• **What this task involves**
Show all lines of the entries in which the word "fewer" is found.
-------------------------
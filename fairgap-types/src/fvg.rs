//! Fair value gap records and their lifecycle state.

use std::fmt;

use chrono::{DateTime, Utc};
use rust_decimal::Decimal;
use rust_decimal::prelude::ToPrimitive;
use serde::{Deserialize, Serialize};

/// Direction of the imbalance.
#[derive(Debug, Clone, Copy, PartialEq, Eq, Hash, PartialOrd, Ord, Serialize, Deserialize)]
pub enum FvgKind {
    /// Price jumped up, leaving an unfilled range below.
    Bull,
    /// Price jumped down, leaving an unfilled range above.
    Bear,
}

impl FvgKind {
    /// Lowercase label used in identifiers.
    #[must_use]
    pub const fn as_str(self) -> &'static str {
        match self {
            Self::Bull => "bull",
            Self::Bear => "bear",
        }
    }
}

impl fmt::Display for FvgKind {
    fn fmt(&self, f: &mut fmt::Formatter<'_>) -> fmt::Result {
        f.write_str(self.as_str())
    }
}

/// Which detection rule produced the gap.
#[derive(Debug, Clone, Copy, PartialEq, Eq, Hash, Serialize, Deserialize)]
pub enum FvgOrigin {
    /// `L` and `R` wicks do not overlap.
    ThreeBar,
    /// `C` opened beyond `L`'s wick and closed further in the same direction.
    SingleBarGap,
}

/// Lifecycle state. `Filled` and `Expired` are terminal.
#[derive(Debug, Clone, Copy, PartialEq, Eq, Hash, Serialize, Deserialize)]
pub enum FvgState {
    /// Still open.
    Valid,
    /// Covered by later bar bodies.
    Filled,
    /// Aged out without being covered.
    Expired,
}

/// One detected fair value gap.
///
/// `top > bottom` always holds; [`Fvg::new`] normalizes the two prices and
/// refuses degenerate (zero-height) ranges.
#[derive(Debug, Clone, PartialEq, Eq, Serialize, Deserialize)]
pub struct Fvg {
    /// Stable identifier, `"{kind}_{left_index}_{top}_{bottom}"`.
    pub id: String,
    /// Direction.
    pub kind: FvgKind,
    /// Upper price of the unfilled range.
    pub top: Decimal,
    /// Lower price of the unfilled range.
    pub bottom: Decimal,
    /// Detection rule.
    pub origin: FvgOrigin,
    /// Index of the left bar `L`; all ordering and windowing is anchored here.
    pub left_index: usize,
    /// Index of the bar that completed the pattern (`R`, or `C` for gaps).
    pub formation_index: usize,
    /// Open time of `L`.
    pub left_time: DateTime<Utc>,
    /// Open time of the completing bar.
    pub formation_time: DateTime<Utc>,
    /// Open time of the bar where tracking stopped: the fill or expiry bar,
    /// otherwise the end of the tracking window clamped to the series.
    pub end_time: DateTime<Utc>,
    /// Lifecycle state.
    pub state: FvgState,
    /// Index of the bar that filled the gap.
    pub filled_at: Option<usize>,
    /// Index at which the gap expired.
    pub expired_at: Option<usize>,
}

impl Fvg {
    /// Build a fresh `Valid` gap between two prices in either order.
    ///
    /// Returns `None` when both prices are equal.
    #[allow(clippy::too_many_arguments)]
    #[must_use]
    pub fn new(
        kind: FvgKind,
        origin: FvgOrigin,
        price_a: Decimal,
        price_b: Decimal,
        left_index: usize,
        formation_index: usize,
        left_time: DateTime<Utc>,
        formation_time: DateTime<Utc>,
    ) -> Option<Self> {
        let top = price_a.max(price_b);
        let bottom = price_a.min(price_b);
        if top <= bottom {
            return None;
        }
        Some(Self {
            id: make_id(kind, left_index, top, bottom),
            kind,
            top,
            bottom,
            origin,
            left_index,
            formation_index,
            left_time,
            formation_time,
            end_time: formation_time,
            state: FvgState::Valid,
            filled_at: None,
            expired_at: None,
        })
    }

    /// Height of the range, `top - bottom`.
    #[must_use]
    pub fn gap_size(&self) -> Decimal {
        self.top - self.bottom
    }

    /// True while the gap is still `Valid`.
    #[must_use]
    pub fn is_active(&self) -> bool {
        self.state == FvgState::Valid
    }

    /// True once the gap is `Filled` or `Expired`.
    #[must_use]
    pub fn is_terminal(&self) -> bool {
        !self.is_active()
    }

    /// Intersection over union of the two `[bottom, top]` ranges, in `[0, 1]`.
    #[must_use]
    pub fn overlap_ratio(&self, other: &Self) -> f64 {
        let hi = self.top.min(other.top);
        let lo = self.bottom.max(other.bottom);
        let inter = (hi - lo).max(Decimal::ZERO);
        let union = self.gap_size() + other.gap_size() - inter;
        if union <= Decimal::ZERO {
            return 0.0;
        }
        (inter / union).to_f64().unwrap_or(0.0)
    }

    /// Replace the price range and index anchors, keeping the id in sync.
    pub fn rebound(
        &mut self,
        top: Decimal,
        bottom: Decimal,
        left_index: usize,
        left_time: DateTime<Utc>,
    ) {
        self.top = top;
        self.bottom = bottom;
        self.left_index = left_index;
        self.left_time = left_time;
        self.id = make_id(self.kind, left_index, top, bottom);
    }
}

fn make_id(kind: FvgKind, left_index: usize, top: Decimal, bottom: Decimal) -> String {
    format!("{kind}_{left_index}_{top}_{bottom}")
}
-------------------------
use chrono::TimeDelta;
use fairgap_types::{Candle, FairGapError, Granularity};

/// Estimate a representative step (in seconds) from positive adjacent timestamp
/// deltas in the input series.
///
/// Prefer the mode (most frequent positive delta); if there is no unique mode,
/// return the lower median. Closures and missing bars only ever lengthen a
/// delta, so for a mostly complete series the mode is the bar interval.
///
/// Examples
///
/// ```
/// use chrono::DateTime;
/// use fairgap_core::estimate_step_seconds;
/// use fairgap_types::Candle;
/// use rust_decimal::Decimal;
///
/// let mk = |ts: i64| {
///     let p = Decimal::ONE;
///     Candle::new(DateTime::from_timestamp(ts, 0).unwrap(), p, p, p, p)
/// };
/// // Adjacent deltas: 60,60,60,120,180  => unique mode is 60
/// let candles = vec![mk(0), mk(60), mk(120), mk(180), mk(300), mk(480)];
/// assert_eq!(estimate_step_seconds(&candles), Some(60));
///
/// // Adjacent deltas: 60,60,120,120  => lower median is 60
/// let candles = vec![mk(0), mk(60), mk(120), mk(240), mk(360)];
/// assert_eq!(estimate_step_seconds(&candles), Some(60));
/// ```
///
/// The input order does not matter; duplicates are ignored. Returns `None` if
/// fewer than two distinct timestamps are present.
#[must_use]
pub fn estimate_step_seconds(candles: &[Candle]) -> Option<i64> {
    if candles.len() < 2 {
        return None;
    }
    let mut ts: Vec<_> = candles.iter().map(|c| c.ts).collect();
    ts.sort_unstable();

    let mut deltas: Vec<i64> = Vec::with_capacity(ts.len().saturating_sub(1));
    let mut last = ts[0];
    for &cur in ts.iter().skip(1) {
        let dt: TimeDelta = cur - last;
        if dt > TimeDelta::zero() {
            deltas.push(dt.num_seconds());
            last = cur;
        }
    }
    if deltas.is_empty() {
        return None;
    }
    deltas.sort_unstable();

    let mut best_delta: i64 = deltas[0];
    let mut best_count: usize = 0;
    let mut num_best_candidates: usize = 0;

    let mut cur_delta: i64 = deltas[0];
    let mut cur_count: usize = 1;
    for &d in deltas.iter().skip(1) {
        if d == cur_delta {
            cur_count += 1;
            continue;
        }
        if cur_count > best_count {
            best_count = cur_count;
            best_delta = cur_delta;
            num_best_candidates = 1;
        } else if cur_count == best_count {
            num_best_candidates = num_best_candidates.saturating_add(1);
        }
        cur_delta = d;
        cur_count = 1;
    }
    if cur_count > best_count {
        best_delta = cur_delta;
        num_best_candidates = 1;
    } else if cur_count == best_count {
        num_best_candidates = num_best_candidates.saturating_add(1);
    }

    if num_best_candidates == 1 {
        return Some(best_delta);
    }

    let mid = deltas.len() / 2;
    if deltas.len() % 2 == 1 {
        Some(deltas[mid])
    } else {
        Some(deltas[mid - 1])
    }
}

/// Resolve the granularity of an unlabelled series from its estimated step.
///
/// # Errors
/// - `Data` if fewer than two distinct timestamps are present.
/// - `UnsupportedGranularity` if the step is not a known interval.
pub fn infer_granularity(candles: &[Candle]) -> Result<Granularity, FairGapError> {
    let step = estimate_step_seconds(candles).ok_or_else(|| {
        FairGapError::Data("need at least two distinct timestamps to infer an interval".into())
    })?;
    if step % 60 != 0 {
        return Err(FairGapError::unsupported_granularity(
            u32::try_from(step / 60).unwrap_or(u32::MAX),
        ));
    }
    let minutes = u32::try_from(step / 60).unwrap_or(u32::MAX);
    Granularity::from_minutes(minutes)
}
-------------------------
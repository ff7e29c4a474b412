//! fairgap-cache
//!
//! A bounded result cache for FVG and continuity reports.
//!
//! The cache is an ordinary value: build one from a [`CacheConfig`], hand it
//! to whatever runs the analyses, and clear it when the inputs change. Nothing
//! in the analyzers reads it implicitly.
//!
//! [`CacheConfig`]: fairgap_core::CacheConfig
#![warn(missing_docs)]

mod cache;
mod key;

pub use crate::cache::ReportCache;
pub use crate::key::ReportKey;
-------------------------
• **Response area**
/// fewer than two distinct timestamps are present.
/// - `Data` if fewer than two distinct timestamps are present.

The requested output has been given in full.